Entities like Sagitarians, The Crystal spheres, and the Alchemical essences do not belong in the same category as imaginary entities, like unicorns and Sherlock Holmes. Imaginary entities have no existence or extension, because their only function is to entertain us while in the armchair. They have no pretensions of reaching out to the world, and thus do not apply to reality. Alchemy does apply to reality, because it was formulated by a community of living organisms fighting their way through the thick of things, who spent many generations tuning their neural networks so as to minimize errors. According to pragmatic pluralism, this is the only kind of epistemic pedigree that any theory can have, and alchemy does not lose this pedigree just because people stop using it. Consequently, If folk psychology is abandoned the way alchemy was abandoned, it will not mean that folk psychology is false, does not apply to reality, or that the entities it describes don't exist.

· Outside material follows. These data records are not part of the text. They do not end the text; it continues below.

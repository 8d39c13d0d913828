//! HTTP protocol layer module
//!
//! Validators, HTTP dates, content types and response builders. Nothing here
//! knows which caching strategy is active.

pub mod cache;
pub mod date;
pub mod mime;
pub mod response;

// Re-export commonly used items
pub use cache::{fingerprint, FingerprintAlgorithm, ValidationMode};
pub use date::LastModified;
pub use response::{
    build_304_response, build_404_response, build_fresh_response, build_json_response,
    build_not_found_document,
};
//! Not-found fallback

use hyper::body::Bytes;
use tokio::fs;

use crate::config::AppState;
use crate::handler::slot::{Outcome, ResponseSlot};
use crate::http::{self, mime};
use crate::logger;

/// Answer 404 with the fallback document unless a response was already sent
///
/// If the document itself cannot be read a plain-text body is used.
pub async fn handle(state: &AppState, slot: &mut ResponseSlot) {
    if slot.is_sent() {
        return;
    }

    let path = state
        .static_root
        .join(&state.config.static_files.not_found_file);

    let response = match fs::read(&path).await {
        Ok(body) => http::build_not_found_document(Bytes::from(body), &mime::content_type_for(&path)),
        Err(e) => {
            logger::log_warning(&format!(
                "Failed to read not-found document '{}': {e}",
                path.display()
            ));
            http::build_404_response()
        }
    };

    if slot.send(response, Outcome::NotFound).is_err() {
        logger::log_debug("Not-found response discarded");
    }
}
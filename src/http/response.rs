//! HTTP response building module
//!
//! Provides builders for the responses the server produces, decoupled from
//! strategy and routing logic.

use http_body_util::Full;
use hyper::body::Bytes;
use hyper::header::{HeaderName, CONTENT_LENGTH, CONTENT_TYPE};
use hyper::{Response, StatusCode};
use serde::Serialize;

/// Build 200 OK response carrying the resource body and caching headers
pub fn build_fresh_response(
    body: Bytes,
    content_type: &str,
    caching_headers: &[(HeaderName, String)],
) -> Response<Full<Bytes>> {
    let mut builder = Response::builder()
        .status(StatusCode::OK)
        .header(CONTENT_TYPE, content_type)
        .header(CONTENT_LENGTH, body.len());

    for (name, value) in caching_headers {
        builder = builder.header(name, value);
    }

    builder.body(Full::new(body)).unwrap_or_else(|e| {
        log_build_error("200", &e);
        Response::new(Full::new(Bytes::new()))
    })
}

/// Build 304 Not Modified response
///
/// Carries no body and none of the entity or caching headers of a fresh
/// response; the client keeps using what it already stored.
pub fn build_304_response() -> Response<Full<Bytes>> {
    Response::builder()
        .status(StatusCode::NOT_MODIFIED)
        .body(Full::new(Bytes::new()))
        .unwrap_or_else(|e| {
            log_build_error("304", &e);
            Response::new(Full::new(Bytes::new()))
        })
}

/// Build 404 response from the fallback document
pub fn build_not_found_document(body: Bytes, content_type: &str) -> Response<Full<Bytes>> {
    Response::builder()
        .status(StatusCode::NOT_FOUND)
        .header(CONTENT_TYPE, content_type)
        .header(CONTENT_LENGTH, body.len())
        .body(Full::new(body))
        .unwrap_or_else(|e| {
            log_build_error("404", &e);
            Response::new(Full::new(Bytes::from("404 Not Found")))
        })
}

/// Build plain 404 Not Found response, used when the fallback document is
/// itself unreadable
pub fn build_404_response() -> Response<Full<Bytes>> {
    build_not_found_document(Bytes::from_static(b"404 Not Found"), "text/plain; charset=utf-8")
}

/// Build JSON response
pub fn build_json_response<T: Serialize>(status: StatusCode, body: &T) -> Response<Full<Bytes>> {
    let json = match serde_json::to_string_pretty(body) {
        Ok(j) => j,
        Err(e) => {
            crate::logger::log_error(&format!("Failed to serialize response: {e}"));
            return Response::builder()
                .status(StatusCode::INTERNAL_SERVER_ERROR)
                .header(CONTENT_TYPE, "application/json")
                .body(Full::new(Bytes::from_static(
                    br#"{"error":"Internal server error"}"#,
                )))
                .unwrap_or_else(|_| Response::new(Full::new(Bytes::from("Error"))));
        }
    };

    Response::builder()
        .status(status)
        .header(CONTENT_TYPE, "application/json")
        .header(CONTENT_LENGTH, json.len())
        .body(Full::new(Bytes::from(json)))
        .unwrap_or_else(|e| {
            log_build_error("JSON", &e);
            Response::new(Full::new(Bytes::from("Error")))
        })
}

/// Log response build error
fn log_build_error(status: &str, error: &hyper::http::Error) {
    crate::logger::log_error(&format!("Failed to build {status} response: {error}"));
}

Also, the claim that an entire theory cannot be false in a binary sense does not apply to statements made within the context of a theory. Suppose that a shop in medieval Europe sold various exotic items( such as narwhal horns and kudu antlers) as unicorn horns.{3} A customer asks "Are there any unicorn horns in this shop ?". The clerk goes back to the stockroom, and after a casual search which fails to reveal a small box with a few remaining unicorn horns on the third shelf from the left, comes back and tells the customer, "no, there aren't" . The clerk's statement is false, in the traditional binary sense of true and false. Within the context of discourse for that statement, there are unicorn horns in the shop, and the clerk has made an error. But to conflate the observation statement "there are no unicorn horns in the stock room" with the ontological assertion "there are no unicorn horns" is to make another serious category mistake. After all, the discovery of narwhals would not have justified the clerk's saying to the customer "See, I told you we didn't have any unicorn horns" . The fact that this category mistake is so universally accepted as valid has made it possible for Churchland to demonstrate eloquently that within the context of the traditional idea of truth, Folk psychology could be false. Within the context of Churchland's own pragmatic pluralism, however, this "falsehood" is a trivial weakness shared by all theories past and future, possible and actual.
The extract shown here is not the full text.